Background: The sterile alpha motif (Sam) domain is a small helical protein module,
able to undergo homo- and hetero-oligomerization, as well as polymerization, thus forming
different types of protein architectures. A few Sam domains are involved in pathological
processes and consequently, they represent valuable targets for the development of new potential
therapeutic routes. This study intends to collect state-of-the-art knowledge on the different
modes by which Sam domains can favor disease onset and progression.
Methods: This review was build up by searching throughout the literature, for: a) the structural
properties of Sam domains, b) interactions mediated by a Sam module, c) presence of a
Sam domain in proteins relevant for a specific disease.

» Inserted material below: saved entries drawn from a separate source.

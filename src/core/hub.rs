//! Model location resolution and hub downloads

use indicatif::{ProgressBar, ProgressStyle};
use std::path::{Path, PathBuf};
use std::time::Duration;
use tokio::io::AsyncWriteExt;
use tracing::{debug, info, warn};

use crate::core::config::TranslatorConfig;
use crate::core::errors::{Result, TranslationError};
use crate::core::models::ModelSource;
use crate::core::onnx::ModelFiles;

/// Files a model directory cannot work without
pub const REQUIRED_FILES: &[&str] = &[
    "config.json",
    "tokenizer.json",
    "onnx/encoder_model.onnx",
    "onnx/decoder_model.onnx",
];

/// Half precision graphs, used on the accelerator when present
pub const OPTIONAL_FILES: &[&str] = &[
    "onnx/encoder_model_fp16.onnx",
    "onnx/decoder_model_fp16.onnx",
];

/// Resolve the configured model source into a directory on disk.
///
/// Remote models are cached under `models_dir`; in offline mode only the
/// cache is consulted.
pub async fn resolve_model_dir(config: &TranslatorConfig) -> Result<PathBuf> {
    match &config.model_source {
        ModelSource::Local(path) => {
            if !path.is_dir() {
                return Err(TranslationError::ModelNotFound {
                    location: path.display().to_string(),
                });
            }
            Ok(path.clone())
        }
        ModelSource::Remote(model_id) => {
            let cache_dir = config.cache_dir_for(model_id);

            if ModelFiles::locate(&cache_dir).is_ok() {
                debug!("Using cached model at {}", cache_dir.display());
                return Ok(cache_dir);
            }

            if config.offline {
                warn!(
                    "Offline mode: {} is not cached in {}",
                    model_id,
                    config.models_dir.display()
                );
                return Err(TranslationError::ModelNotFound {
                    location: format!("{} (offline, looked in {})", model_id, cache_dir.display()),
                });
            }

            let hub = HubClient::new(config)?;
            hub.download_model(model_id, &cache_dir, false).await
        }
    }
}

/// Minimal client for fetching model files from the hub
#[derive(Debug, Clone)]
pub struct HubClient {
    client: reqwest::Client,
    endpoint: String,
    token: Option<String>,
    stall_timeout: Duration,
}

impl HubClient {
    /// Create a new hub client.
    ///
    /// `timeout_ms` bounds each wait for response headers or the next body
    /// chunk, not the whole transfer.
    pub fn new(config: &TranslatorConfig) -> Result<Self> {
        let client = reqwest::Client::builder()
            .connect_timeout(Duration::from_secs(30))
            .build()?;

        Ok(Self {
            client,
            endpoint: config.hub_endpoint.trim_end_matches('/').to_string(),
            token: config.hub_token.clone(),
            stall_timeout: Duration::from_millis(config.timeout_ms),
        })
    }

    /// Download URL of a file in a repository
    pub fn file_url(&self, model_id: &str, file: &str) -> String {
        format!("{}/{}/resolve/main/{}", self.endpoint, model_id, file)
    }

    /// Download every model file missing from `target_dir`
    pub async fn download_model(
        &self,
        model_id: &str,
        target_dir: &Path,
        show_progress: bool,
    ) -> Result<PathBuf> {
        info!("Downloading {} into {}", model_id, target_dir.display());

        tokio::fs::create_dir_all(target_dir).await?;

        for file in REQUIRED_FILES {
            let dest = target_dir.join(file);
            if dest.exists() {
                debug!("Already present: {}", dest.display());
                continue;
            }
            self.download_file(model_id, file, &dest, show_progress).await?;
        }

        for file in OPTIONAL_FILES {
            let dest = target_dir.join(file);
            if dest.exists() {
                continue;
            }
            match self.download_file(model_id, file, &dest, show_progress).await {
                Ok(_) => {}
                Err(TranslationError::ModelNotFound { .. }) => {
                    debug!("Optional file {} not published for {}", file, model_id);
                }
                Err(e) => return Err(e),
            }
        }

        info!("Downloaded to: {}", target_dir.display());
        Ok(target_dir.to_path_buf())
    }

    /// Stream one file to disk, returning its size in bytes
    async fn download_file(
        &self,
        model_id: &str,
        file: &str,
        dest: &Path,
        show_progress: bool,
    ) -> Result<u64> {
        let url = self.file_url(model_id, file);
        debug!("GET {}", url);

        let mut request = self.client.get(&url);
        if let Some(token) = &self.token {
            request = request.header("Authorization", format!("Bearer {}", token));
        }

        let stalled = |url: &str| TranslationError::Download {
            url: url.to_string(),
            message: format!("no data received for {:?}", self.stall_timeout),
        };

        let mut response = tokio::time::timeout(self.stall_timeout, request.send())
            .await
            .map_err(|_| stalled(&url))?
            .map_err(|e| TranslationError::Download {
                url: url.clone(),
                message: e.to_string(),
            })?;

        let status = response.status();
        if status == reqwest::StatusCode::NOT_FOUND {
            return Err(TranslationError::ModelNotFound { location: url });
        }
        if !status.is_success() {
            return Err(TranslationError::Download {
                url,
                message: format!("HTTP {}", status.as_u16()),
            });
        }

        if let Some(parent) = dest.parent() {
            tokio::fs::create_dir_all(parent).await?;
        }

        let pb = if show_progress {
            let pb = ProgressBar::new(response.content_length().unwrap_or(0));
            pb.set_style(
                ProgressStyle::default_bar()
                    .template("{spinner:.green} [{elapsed_precise}] [{bar:40.cyan/blue}] {bytes}/{total_bytes} ({eta}) {msg}")
                    .unwrap_or_else(|_| ProgressStyle::default_bar())
                    .progress_chars("=>-"),
            );
            pb.set_message(file.to_string());
            pb
        } else {
            ProgressBar::hidden()
        };

        // Write to a side file so an interrupted download never looks complete
        let partial = PathBuf::from(format!("{}.part", dest.display()));
        let mut out = tokio::fs::File::create(&partial).await?;
        let mut written: u64 = 0;

        loop {
            let chunk = tokio::time::timeout(self.stall_timeout, response.chunk())
                .await
                .map_err(|_| stalled(&url))?
                .map_err(|e| TranslationError::Download {
                    url: url.clone(),
                    message: e.to_string(),
                })?;
            let Some(chunk) = chunk else { break };
            out.write_all(&chunk).await?;
            written += chunk.len() as u64;
            pb.inc(chunk.len() as u64);
        }

        out.flush().await?;
        drop(out);
        tokio::fs::rename(&partial, dest).await?;

        pb.finish_with_message(format!("{} done", file));
        info!("Fetched {} ({} bytes)", file, written);

        Ok(written)
    }
}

Results: Sam domains appear crucial in many diseases including cancer, renal disorders, cataracts.
Often pathologies are linked to mutations directly positioned in the Sam domains that
alter their stability and/or affect interactions that are crucial for proper protein functions. In
only a few diseases, the Sam motif plays a kind of "side role" and cooperates to the pathological
event by enhancing the action of a different protein domain.
Conclusion: Considering the many roles of the Sam domain into a significant variety of diseases,
more efforts and novel drug discovery campaigns need to be engaged to find out small
molecules and/or peptides targeting Sam domains. Such compounds may represent the pillars
on which to build novel therapeutic strategies to cure different pathologies.